そんな本作のアルフレッドは『ジョーカー』の世界においても両親を奪われたブルースの助けとなって彼を見守っていくことでしょう。

歴代の映像作品の中で本作とイメージが近いのはやはりドラマ『GOTHAM』に登場するショーン・パートウィー演じるアルフレッドですので、『ジョーカー』世界のアルフレッドが気になった方はそちらもぜひご覧になってみてはいかがでしょうか。

『ジョーカー』に続編はあるのか? バットマン誕生の伏線について考察

公開前の前評判に違わず、映画史に名を刻む勢いのムーブメントを巻き起こしている『ジョーカー』ですが、これだけ話題となったとしても続編が作られる可能性は低いのではないでしょうか。

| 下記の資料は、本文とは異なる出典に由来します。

use crate::cli::commands::open_store;
use crate::cli::parser::Commands;
use crate::config::Config;
use crate::db::log::load_log;
use crate::errors::AppResult;
use crate::utils::colors::{RESET, color_for_operation};
use crate::utils::formatting::{pad_right, truncate};

pub fn handle(cmd: &Commands, cfg: &Config) -> AppResult<()> {
    if let Commands::Log { print: true, limit } = cmd {
        let store = open_store(cfg)?;
        let rows = load_log(&store.pool().conn, *limit)?;

        if rows.is_empty() {
            println!("📜 Internal log is empty.");
            return Ok(());
        }

        println!("📜 Internal log:\n");

        // oldest first on screen
        for row in rows.iter().rev() {
            let date = chrono::DateTime::parse_from_rfc3339(&row.date)
                .map(|dt| dt.format("%F %T").to_string())
                .unwrap_or_else(|_| row.date.clone());

            let op_target = if row.target.is_empty() {
                row.operation.clone()
            } else {
                format!("{} ({})", row.operation, row.target)
            };

            println!(
                "{}  {}{}{}  {}",
                date,
                color_for_operation(&row.operation),
                pad_right(&truncate(&op_target, 48), 48),
                RESET,
                row.message
            );
        }
    }

    Ok(())
}
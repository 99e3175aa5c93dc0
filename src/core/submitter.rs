//! Booking submitter: optimistic write, then confirm or roll back against
//! what the backend says.

use crate::core::engine::RetryResult;
use crate::core::sync::{RetryReport, SyncEvent, SyncService};
use crate::errors::AppResult;
use crate::models::booking::{BookingOutcome, BookingRequest};
use crate::remote::wire::BookingForm;
use tracing::{info, warn};

impl SyncService {
    /// Submit one booking.
    ///
    /// `Err` is returned only for validation failures and local storage
    /// errors; every backend answer, including no answer at all, is a
    /// [`BookingOutcome`].
    pub async fn submit(&self, request: BookingRequest) -> AppResult<BookingOutcome> {
        let key = request.key();

        //
        // 1️⃣ Idle -> Submitting (validation + seat disabled in the view)
        //
        let holder = {
            let mut engine = self.engine()?;
            engine.begin_submission(&request)?
        };

        if let Some(winner) = holder {
            info!(seat = %key, winner = %winner.occupant, "seat already taken, not sending");
            let message = format!("seat already taken by {}", winner.holder());
            self.engine()?.record_rejected(&key, &message);
            return Ok(self.finish(BookingOutcome::Rejected {
                key,
                winner: Some(winner),
                message,
            }));
        }
        self.bump_revision();

        //
        // 2️⃣ Network call
        //
        let reservation = request.to_reservation();
        let form = BookingForm::from(&reservation);
        let reply = self.backend().submit(&form).await;

        //
        // 3️⃣ Settle the attempt
        //
        let outcome = match reply {
            Ok(resp) if resp.success => {
                self.engine()?.record_confirmed(&reservation)?;
                info!(seat = %key, "booking confirmed");
                self.refresh_after_write().await;
                BookingOutcome::Confirmed(reservation)
            }
            Ok(resp) if resp.is_duplicate() => {
                let message = resp.reason();
                self.engine()?.record_rejected(&key, &message);
                info!(seat = %key, "booking rejected as duplicate");
                self.refresh_after_write().await;
                let winner = self.view(key.date())?.occupant(&key).cloned();
                BookingOutcome::Rejected {
                    key,
                    winner,
                    message,
                }
            }
            Ok(resp) => {
                let message = resp.reason();
                warn!(seat = %key, "backend refused booking: {message}");
                self.engine()?.record_rejected(&key, &message);
                BookingOutcome::Failed { key, message }
            }
            Err(e) if e.is_transient() => {
                // the write may or may not have landed; keep it and let the
                // next snapshot (or a retry answered with DUPLICATE) decide
                warn!(seat = %key, "no answer from backend, keeping booking for retry: {e}");
                let record = self
                    .engine()?
                    .record_connection_failed(&reservation, &e.to_string())?;
                BookingOutcome::ConnectionFailed(record)
            }
            Err(e) => {
                self.engine()?.record_rejected(&key, &e.to_string());
                self.bump_revision();
                return Err(e);
            }
        };

        Ok(self.finish(outcome))
    }

    fn finish(&self, outcome: BookingOutcome) -> BookingOutcome {
        self.bump_revision();
        self.publish(SyncEvent::Booking(outcome.clone()));
        outcome
    }

    /// Re-send every unconfirmed pending record once.
    ///
    /// Stops at the first network failure: the backend is unreachable and the
    /// remaining records would fail the same way.
    pub async fn retry_pending(&self) -> AppResult<RetryReport> {
        let candidates = self.engine()?.pending_store().unconfirmed()?;
        let mut report = RetryReport::default();

        for (idx, record) in candidates.iter().enumerate() {
            let key = record.key();
            let form = BookingForm::from(&record.reservation);

            let result = match self.backend().submit(&form).await {
                Ok(resp) if resp.success => RetryResult::Acknowledged,
                Ok(resp) if resp.is_duplicate() => RetryResult::Conflicted(resp.reason()),
                Ok(resp) => RetryResult::StillFailing(resp.reason()),
                Err(e) => RetryResult::StillFailing(e.to_string()),
            };

            let present = self.engine()?.record_retry(&key, &result)?;
            if !present && !matches!(result, RetryResult::StillFailing(_)) {
                // a fetch during the write already matched it
                continue;
            }

            match result {
                RetryResult::Acknowledged => {
                    info!(seat = %key, "retried booking accepted");
                    report.acknowledged += 1;
                    self.publish(SyncEvent::RetryAcknowledged(key));
                }
                RetryResult::Conflicted(message) => {
                    info!(seat = %key, "retried booking answered with DUPLICATE");
                    report.conflicted += 1;
                    self.publish(SyncEvent::RetryConflicted { key, message });
                }
                RetryResult::StillFailing(error) => {
                    warn!(seat = %key, "retry failed: {error}");
                    report.still_pending += candidates.len() - idx;
                    break;
                }
            }
        }

        if report.acknowledged + report.conflicted > 0 {
            self.bump_revision();
            self.refresh_after_write().await;
        }

        Ok(report)
    }
}
use crate::core::engine::Resolution;
use crate::core::sync::SyncEvent;
use crate::models::booking::BookingOutcome;
use crate::utils::colors::{BLUE, BOLD, GREEN, RED, RESET, YELLOW};
use std::fmt;

/// Icons
const ICON_INFO: &str = "ℹ️";
const ICON_OK: &str = "✅";
const ICON_WARN: &str = "⚠️";
const ICON_ERR: &str = "❌";

pub fn info<T: fmt::Display>(msg: T) {
    println!("{}{}{} {}{}", BLUE, BOLD, ICON_INFO, RESET, msg);
}

pub fn success<T: fmt::Display>(msg: T) {
    println!("{}{}{} {}{}", GREEN, BOLD, ICON_OK, RESET, msg);
}

pub fn warning<T: fmt::Display>(msg: T) {
    println!("{}{}{} {}{}", YELLOW, BOLD, ICON_WARN, RESET, msg);
}

pub fn error<T: fmt::Display>(msg: T) {
    eprintln!("{}{}{} {}{}", RED, BOLD, ICON_ERR, RESET, msg);
}

/// Tell the user how their booking ended.
pub fn announce_outcome(outcome: &BookingOutcome) {
    match outcome {
        BookingOutcome::Confirmed(r) => success(format!(
            "Seat {} booked for {} on {}",
            r.seat_id(),
            r.holder(),
            r.date
        )),
        BookingOutcome::Rejected {
            key,
            winner: Some(w),
            ..
        } => error(format!(
            "Seat {} is already taken by {}",
            key.seat_id(),
            w.holder()
        )),
        BookingOutcome::Rejected { key, message, .. } => {
            error(format!("Seat {} is already taken: {message}", key.seat_id()))
        }
        BookingOutcome::ConnectionFailed(p) => warning(format!(
            "No answer from the server. Booking of {} kept locally and retried automatically.",
            p.reservation.seat_id()
        )),
        BookingOutcome::Failed { key, message } => {
            error(format!("Booking of {} failed: {message}", key.seat_id()))
        }
    }
}

/// One line per event worth showing while watching; routine ones stay silent.
pub fn announce_event(event: &SyncEvent) {
    match event {
        SyncEvent::Resolved(Resolution::Confirmed(r)) => success(format!(
            "{} on {} is now visible to everyone",
            r.seat_id(),
            r.date
        )),
        SyncEvent::Resolved(Resolution::Lost { mine, winner }) => error(format!(
            "Your booking of {} on {} was lost: the seat went to {}",
            mine.seat_id(),
            mine.date,
            winner.holder()
        )),
        SyncEvent::SelectionLost { key, winner } => warning(format!(
            "Seat {} was taken by {}",
            key.seat_id(),
            winner.holder()
        )),
        SyncEvent::RetryAcknowledged(key) => success(format!("Retried booking of {key} accepted")),
        SyncEvent::RetryConflicted { key, message } => {
            warning(format!("Retried booking of {key} conflicts: {message}"))
        }
        SyncEvent::Booking(outcome) => announce_outcome(outcome),
        SyncEvent::SnapshotApplied { .. } | SyncEvent::FetchFailed { .. } => {}
    }
}
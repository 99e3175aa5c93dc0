pub mod colors;
pub mod date;
pub mod formatting;
pub mod path;
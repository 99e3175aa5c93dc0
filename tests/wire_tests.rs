use seatsync::errors::AppError;
use seatsync::models::location::Location;
use seatsync::models::seat_key::SeatKey;
use seatsync::remote::wire::{ReadPayload, WriteResponse, decode_read, decode_write};

#[test]
fn test_bare_list_with_drifted_cells() {
    let body = r#"[
        {"data": "02/03/2026", "nome": "Ana", "setor": "CEP", "local": "Salao", "baia": 1.0, "assento": "03", "timestamp": "2026-03-01T10:00:00Z"},
        {"data": "2026-03-02", "nome": "Bruno", "setor": "CEP", "local": "Salao", "baia": "2", "assento": 4}
    ]"#;

    let payload = decode_read(body).expect("decode");
    assert!(matches!(payload, ReadPayload::Bare(_)));

    let snapshot = payload.into_snapshot(7);
    assert_eq!(snapshot.seq, 7);
    assert_eq!(snapshot.reservations().len(), 2);
    assert!(snapshot.rules().is_empty());

    let ana = snapshot
        .find(&SeatKey::new("2026-03-02", "Salao", "1", "3"))
        .expect("ana present");
    assert_eq!(ana.occupant, "Ana");
    assert_eq!(ana.created_at.as_deref(), Some("2026-03-01T10:00:00Z"));
    assert!(snapshot.contains(&SeatKey::new("2026-03-02", "Salao", "2", "4")));
}

#[test]
fn test_envelope_carries_department_rules() {
    let body = r#"{
        "reservations": [
            {"data": "2026-03-02", "nome": "Ana", "setor": "TI", "local": "Gouvea", "baia": 1, "assento": 1}
        ],
        "config": [
            {"local": "Gouvea", "setores": ["TI", "Projetos"]},
            {"local": "Gouvea", "setor": "Qualidade"},
            {"setor": "orphan"},
            "garbage"
        ]
    }"#;

    let snapshot = decode_read(body).expect("decode").into_snapshot(1);
    assert_eq!(snapshot.reservations().len(), 1);
    assert_eq!(snapshot.rules().len(), 1);
    assert_eq!(
        snapshot.departments_for(Location::Gouvea),
        Some(&["TI".to_string(), "Projetos".to_string(), "Qualidade".to_string()][..])
    );
    assert_eq!(snapshot.departments_for(Location::Salao), None);
}

#[test]
fn test_rows_without_identity_are_skipped() {
    let body = r#"[
        {"data": "2026-03-02", "nome": "Ana", "local": "Salao", "baia": 1},
        {"data": "2026-03-02", "nome": "Bruno", "local": "Salao", "baia": 1, "assento": 2}
    ]"#;

    let snapshot = decode_read(body).expect("decode").into_snapshot(1);
    assert_eq!(snapshot.reservations().len(), 1);
    assert_eq!(snapshot.reservations()[0].occupant, "Bruno");
}

#[test]
fn test_unexpected_body_is_a_parse_error() {
    let err = decode_read("<html>Service unavailable</html>").expect_err("html is not a list");
    assert!(matches!(err, AppError::Parse(_)));
    assert!(err.is_transient());

    assert!(matches!(decode_write("ok"), Err(AppError::Parse(_))));
}

#[test]
fn test_write_replies() {
    let ok = decode_write(r#"{"success": true}"#).expect("decode");
    assert_eq!(ok, WriteResponse::ok());

    let dup = decode_write(
        r#"{"success": false, "error": "DUPLICATE", "message": "Seat Salao-1-3 is already booked"}"#,
    )
    .expect("decode");
    assert!(dup.is_duplicate());
    assert_eq!(dup.reason(), "Seat Salao-1-3 is already booked");

    let other = decode_write(r#"{"success": false, "error": "QUOTA"}"#).expect("decode");
    assert!(!other.is_duplicate());
    assert_eq!(other.reason(), "QUOTA");
}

その理由は本作の持ち味や見所と行った物がアーサーが堕ちていく過程に依るところが多く、故にアーサーがジョーカーとして完成してしまった以上は同じテイストの作品を製作することが難しいためです。

とは言え、本作ラストではバットマン誕生の発端となる事件が発生しましたので、この世界でバットマンが登場するのはほぼ間違いありません。

また、『ジョーカー』に登場するブルースが成長する頃にはとっくにホアキンジョーカーは年老いてしまっていると言う問題もあります。

しかし、それはバットマンの宿敵となるジョーカーはあの時の群衆の中にいた誰か(それこそブルースの両親を撃った暴漢など)になる可能性もありますので、今後混乱の渦中で終わった『ジョーカー』世界がどのような結末を迎えるのかファンなら想像せずにはいられないのではないでしょうか。